//! SQLite-backed detection store
//!
//! One connection behind a mutex. Batches are written inside a single
//! transaction so a failed import leaves nothing behind.

use super::{DetectionStore, StoreError};
use crate::ingest::types::{DetectionRecord, NewDetection};
use crate::sqlite_pragma::apply_optimized_pragmas;
use rusqlite::{params, Connection};
use std::path::Path;
use std::sync::{Arc, Mutex};

/// Schema applied on every open (all statements are IF NOT EXISTS)
const SCHEMA: &str = include_str!("../../sql/01_detections.sql");

pub struct SqliteDetectionStore {
    conn: Arc<Mutex<Connection>>,
}

impl SqliteDetectionStore {
    /// Open (or create) the database at `db_path` and ensure the schema exists
    pub fn open(db_path: impl AsRef<Path>) -> Result<Self, StoreError> {
        let db_path = db_path.as_ref();
        if let Some(parent) = db_path.parent() {
            if !parent.as_os_str().is_empty() {
                std::fs::create_dir_all(parent)?;
            }
        }

        let conn = Connection::open(db_path)?;
        apply_optimized_pragmas(&conn)?;
        conn.execute_batch(SCHEMA)?;

        log::info!("📦 Detection store ready: {}", db_path.display());
        Ok(Self::from_connection(conn))
    }

    /// Private in-memory database (tests, one-shot reports)
    pub fn open_in_memory() -> Result<Self, StoreError> {
        let conn = Connection::open_in_memory()?;
        conn.execute_batch(SCHEMA)?;
        Ok(Self::from_connection(conn))
    }

    fn from_connection(conn: Connection) -> Self {
        Self {
            conn: Arc::new(Mutex::new(conn)),
        }
    }
}

impl DetectionStore for SqliteDetectionStore {
    fn insert_all(&self, detections: Vec<NewDetection>) -> Result<usize, StoreError> {
        let mut conn = self.conn.lock().map_err(|_| StoreError::Poisoned)?;
        let imported_at = chrono::Utc::now().timestamp();

        let tx = conn.transaction()?;
        {
            let mut stmt = tx.prepare(
                "INSERT INTO detections (
                    timestamp_ms, date, objects_total, objects_by_lane,
                    avg_speed_by_lane, imported_at
                 ) VALUES (?1, ?2, ?3, ?4, ?5, ?6)",
            )?;

            for detection in &detections {
                stmt.execute(params![
                    detection.timestamp_ms,
                    detection.date,
                    detection.objects_total,
                    detection.objects_by_lane,
                    detection.avg_speed_by_lane,
                    imported_at,
                ])?;
            }
        }
        tx.commit()?;

        log::debug!("💾 Inserted {} detections", detections.len());
        Ok(detections.len())
    }

    fn find_all(&self) -> Result<Vec<DetectionRecord>, StoreError> {
        let conn = self.conn.lock().map_err(|_| StoreError::Poisoned)?;
        let mut stmt = conn.prepare(
            "SELECT id, timestamp_ms, date, objects_total, objects_by_lane, avg_speed_by_lane
             FROM detections
             ORDER BY id ASC",
        )?;

        let rows = stmt.query_map([], |row| {
            Ok(DetectionRecord {
                id: row.get(0)?,
                timestamp_ms: row.get(1)?,
                date: row.get(2)?,
                objects_total: row.get(3)?,
                objects_by_lane: row.get(4)?,
                avg_speed_by_lane: row.get(5)?,
            })
        })?;

        let mut records = Vec::new();
        for row in rows {
            records.push(row?);
        }
        Ok(records)
    }

    fn count(&self) -> Result<u64, StoreError> {
        let conn = self.conn.lock().map_err(|_| StoreError::Poisoned)?;
        let count: i64 = conn.query_row("SELECT COUNT(*) FROM detections", [], |row| row.get(0))?;
        Ok(count.max(0) as u64)
    }

    fn backend_type(&self) -> &'static str {
        "sqlite"
    }
}
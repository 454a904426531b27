//! Reload trigger and debounced file watcher
//!
//! The watcher polls the detections file's metadata. A change marks a
//! pending reload; the reload only fires once the file has been quiet for
//! the debounce delay, so a detector rewriting the file in several steps
//! causes one import, not several.

use super::loader::{ImportResult, IngestError, IngestPipeline};
use std::fs;
use std::path::{Path, PathBuf};
use std::sync::Arc;
use std::time::{Duration, Instant, SystemTime};
use tokio::time::{interval, sleep, MissedTickBehavior};

/// Anything that can re-import a detections file
pub trait ReloadTrigger: Send + Sync {
    fn reload(&self, path: &Path) -> Result<ImportResult, IngestError>;
}

impl ReloadTrigger for IngestPipeline {
    fn reload(&self, path: &Path) -> Result<ImportResult, IngestError> {
        self.load(path)
    }
}

/// Pending-reload state: only the newest change event counts
#[derive(Debug, Clone)]
pub struct ReloadDebouncer {
    delay: Duration,
    pending_since: Option<Instant>,
}

impl ReloadDebouncer {
    pub fn new(delay: Duration) -> Self {
        Self {
            delay,
            pending_since: None,
        }
    }

    /// Record a change event, superseding any earlier pending one
    pub fn notify(&mut self, now: Instant) {
        self.pending_since = Some(now);
    }

    /// True exactly once, when the newest event is at least `delay` old
    pub fn poll(&mut self, now: Instant) -> bool {
        match self.pending_since {
            Some(since) if now.saturating_duration_since(since) >= self.delay => {
                self.pending_since = None;
                true
            }
            _ => false,
        }
    }

    pub fn is_pending(&self) -> bool {
        self.pending_since.is_some()
    }
}

/// Size + mtime snapshot used to detect creation and modification
#[derive(Debug, Clone, Copy, PartialEq, Eq)]
pub struct FileFingerprint {
    pub len: u64,
    pub modified: Option<SystemTime>,
}

impl FileFingerprint {
    /// `None` when the file is missing, unreadable or empty
    pub fn read(path: &Path) -> Option<Self> {
        let metadata = fs::metadata(path).ok()?;
        if !metadata.is_file() || metadata.len() == 0 {
            return None;
        }

        Some(Self {
            len: metadata.len(),
            modified: metadata.modified().ok(),
        })
    }
}

#[derive(Debug, Clone)]
pub struct WatchConfig {
    pub poll_interval: Duration,
    pub debounce: Duration,
}

impl Default for WatchConfig {
    fn default() -> Self {
        Self {
            poll_interval: Duration::from_millis(2_000),
            debounce: Duration::from_millis(1_000),
        }
    }
}

/// Log the outcome of an import at the appropriate level
///
/// `path` is only used when the import failed; successful outcomes report
/// their own `source`.
pub fn log_import_outcome(path: &Path, outcome: &Result<ImportResult, IngestError>) {
    match outcome {
        Ok(result) if result.no_data() => {
            log::info!("📭 {} contains no detections", result.source.display());
        }
        Ok(result) if result.all_failed() => {
            log::warn!(
                "⚠️  {}: none of {} detections could be converted",
                result.source.display(),
                result.total_entries
            );
        }
        Ok(result) => {
            log::info!(
                "✅ {}: {} persisted, {} skipped",
                result.source.display(),
                result.persisted,
                result.failures.len()
            );
        }
        Err(e) => {
            log::error!("❌ Failed to import {}: {}", path.display(), e);
        }
    }
}

/// Import the file once at startup if it exists and is non-empty
pub fn initial_import(trigger: &dyn ReloadTrigger, path: &Path) -> Option<ImportResult> {
    if FileFingerprint::read(path).is_none() {
        log::info!("📂 No initial detections at {}", path.display());
        return None;
    }

    log::info!("📂 Loading initial detections from {}", path.display());
    let outcome = trigger.reload(path);
    log_import_outcome(path, &outcome);
    outcome.ok()
}

/// Watch `path` and re-import it after each burst of changes
///
/// Runs until the task is aborted. Reload errors are logged and never stop
/// the watcher. The current state of the file at startup is taken as the
/// baseline (see `initial_import`).
pub async fn watch_detections_file(
    path: PathBuf,
    trigger: Arc<dyn ReloadTrigger>,
    config: WatchConfig,
) {
    log::info!(
        "🔍 Watching {} (poll: {}ms, debounce: {}ms)",
        path.display(),
        config.poll_interval.as_millis(),
        config.debounce.as_millis()
    );

    let mut debouncer = ReloadDebouncer::new(config.debounce);
    let mut last_seen = FileFingerprint::read(&path);
    let mut ticker = interval(config.poll_interval);
    ticker.set_missed_tick_behavior(MissedTickBehavior::Delay);

    loop {
        ticker.tick().await;
        let now = Instant::now();

        let current = FileFingerprint::read(&path);
        if current.is_some() && current != last_seen {
            log::info!("📝 {} changed", path.display());
            debouncer.notify(now);
        }
        last_seen = current;

        if !debouncer.poll(now) {
            continue;
        }

        if current.is_none() {
            log::warn!("⚠️  {} is no longer available, skipping reload", path.display());
            continue;
        }

        let reload_trigger = trigger.clone();
        let reload_path = path.clone();
        match tokio::task::spawn_blocking(move || reload_trigger.reload(&reload_path)).await {
            Ok(outcome) => log_import_outcome(&path, &outcome),
            Err(e) => log::error!("❌ Reload task failed: {}", e),
        }
    }
}

/// Wait `start_delay`, import once, then watch
pub async fn run_watcher(
    path: PathBuf,
    trigger: Arc<dyn ReloadTrigger>,
    config: WatchConfig,
    start_delay: Duration,
) {
    sleep(start_delay).await;

    let initial_trigger = trigger.clone();
    let initial_path = path.clone();
    if let Err(e) =
        tokio::task::spawn_blocking(move || initial_import(&*initial_trigger, &initial_path)).await
    {
        log::error!("❌ Initial import task failed: {}", e);
    }

    watch_detections_file(path, trigger, config).await;
}

#[cfg(test)]
mod tests {
    use super::*;
    use crate::store::{DetectionStore, InMemoryDetectionStore};
    use tempfile::tempdir;

    const TWO_DETECTIONS: &str = r#"{"detections": [
        {"timestamp_ms": 1, "date": "2025-05-01 08:00:00", "objects_total": {"car": 1}},
        {"timestamp_ms": 2, "date": "2025-05-01 08:01:00", "objects_total": {"bus": 1}}
    ]}"#;

    #[test]
    fn test_debouncer_fires_after_quiet_period() {
        let start = Instant::now();
        let mut debouncer = ReloadDebouncer::new(Duration::from_millis(1000));

        debouncer.notify(start);
        assert!(!debouncer.poll(start + Duration::from_millis(500)));
        assert!(debouncer.poll(start + Duration::from_millis(1000)));

        // Fires once per burst
        assert!(!debouncer.poll(start + Duration::from_millis(3000)));
        assert!(!debouncer.is_pending());
    }

    #[test]
    fn test_newer_event_supersedes_older() {
        let start = Instant::now();
        let mut debouncer = ReloadDebouncer::new(Duration::from_millis(1000));

        debouncer.notify(start);
        debouncer.notify(start + Duration::from_millis(800));

        // 1000ms after the first event, but only 200ms after the newest
        assert!(!debouncer.poll(start + Duration::from_millis(1000)));
        assert!(debouncer.poll(start + Duration::from_millis(1800)));
    }

    #[test]
    fn test_fingerprint_ignores_missing_and_empty_files() {
        let dir = tempdir().unwrap();
        let path = dir.path().join("detections.json");
        assert_eq!(FileFingerprint::read(&path), None);

        fs::write(&path, "").unwrap();
        assert_eq!(FileFingerprint::read(&path), None);

        fs::write(&path, TWO_DETECTIONS).unwrap();
        let fingerprint = FileFingerprint::read(&path).unwrap();
        assert_eq!(fingerprint.len, TWO_DETECTIONS.len() as u64);
    }

    #[test]
    fn test_initial_import_skips_missing_file() {
        let dir = tempdir().unwrap();
        let store = Arc::new(InMemoryDetectionStore::new());
        let pipeline = IngestPipeline::new(store.clone());

        let result = initial_import(&pipeline, &dir.path().join("detections.json"));
        assert!(result.is_none());
        assert_eq!(store.count().unwrap(), 0);
    }

    #[test]
    fn test_initial_import_loads_existing_file() {
        let dir = tempdir().unwrap();
        let path = dir.path().join("detections.json");
        fs::write(&path, TWO_DETECTIONS).unwrap();

        let store = Arc::new(InMemoryDetectionStore::new());
        let pipeline = IngestPipeline::new(store.clone());

        let result = initial_import(&pipeline, &path).unwrap();
        assert_eq!(result.source, path);
        assert_eq!(result.persisted, 2);
        assert_eq!(store.count().unwrap(), 2);
    }

    #[tokio::test]
    async fn test_watcher_imports_created_file() {
        let dir = tempdir().unwrap();
        let path = dir.path().join("detections.json");

        let store = Arc::new(InMemoryDetectionStore::new());
        let trigger: Arc<dyn ReloadTrigger> = Arc::new(IngestPipeline::new(store.clone()));
        let config = WatchConfig {
            poll_interval: Duration::from_millis(20),
            debounce: Duration::from_millis(60),
        };

        let handle = tokio::spawn(watch_detections_file(path.clone(), trigger, config));

        // Let the watcher take its (empty) baseline first
        sleep(Duration::from_millis(50)).await;
        fs::write(&path, TWO_DETECTIONS).unwrap();

        let mut imported = 0;
        for _ in 0..50 {
            sleep(Duration::from_millis(20)).await;
            imported = store.count().unwrap();
            if imported > 0 {
                break;
            }
        }

        handle.abort();
        assert_eq!(imported, 2);
    }
}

- **INSTRUCTIONS TO FOLLOW**:
Starting with the first line of the entries and ending with the line that has "use crate::sqlite_pragma::apply_optimized_pragmas;", copy each line exactly and add nothing.

- **ANSWER AREA**:
//! SQLite-backed detection store
//!
//! One connection behind a mutex. Batches are written inside a single
//! transaction so a failed import leaves nothing behind.

use super::{DetectionStore, StoreError};
use crate::ingest::types::{DetectionRecord, NewDetection};
use crate::sqlite_pragma::apply_optimized_pragmas;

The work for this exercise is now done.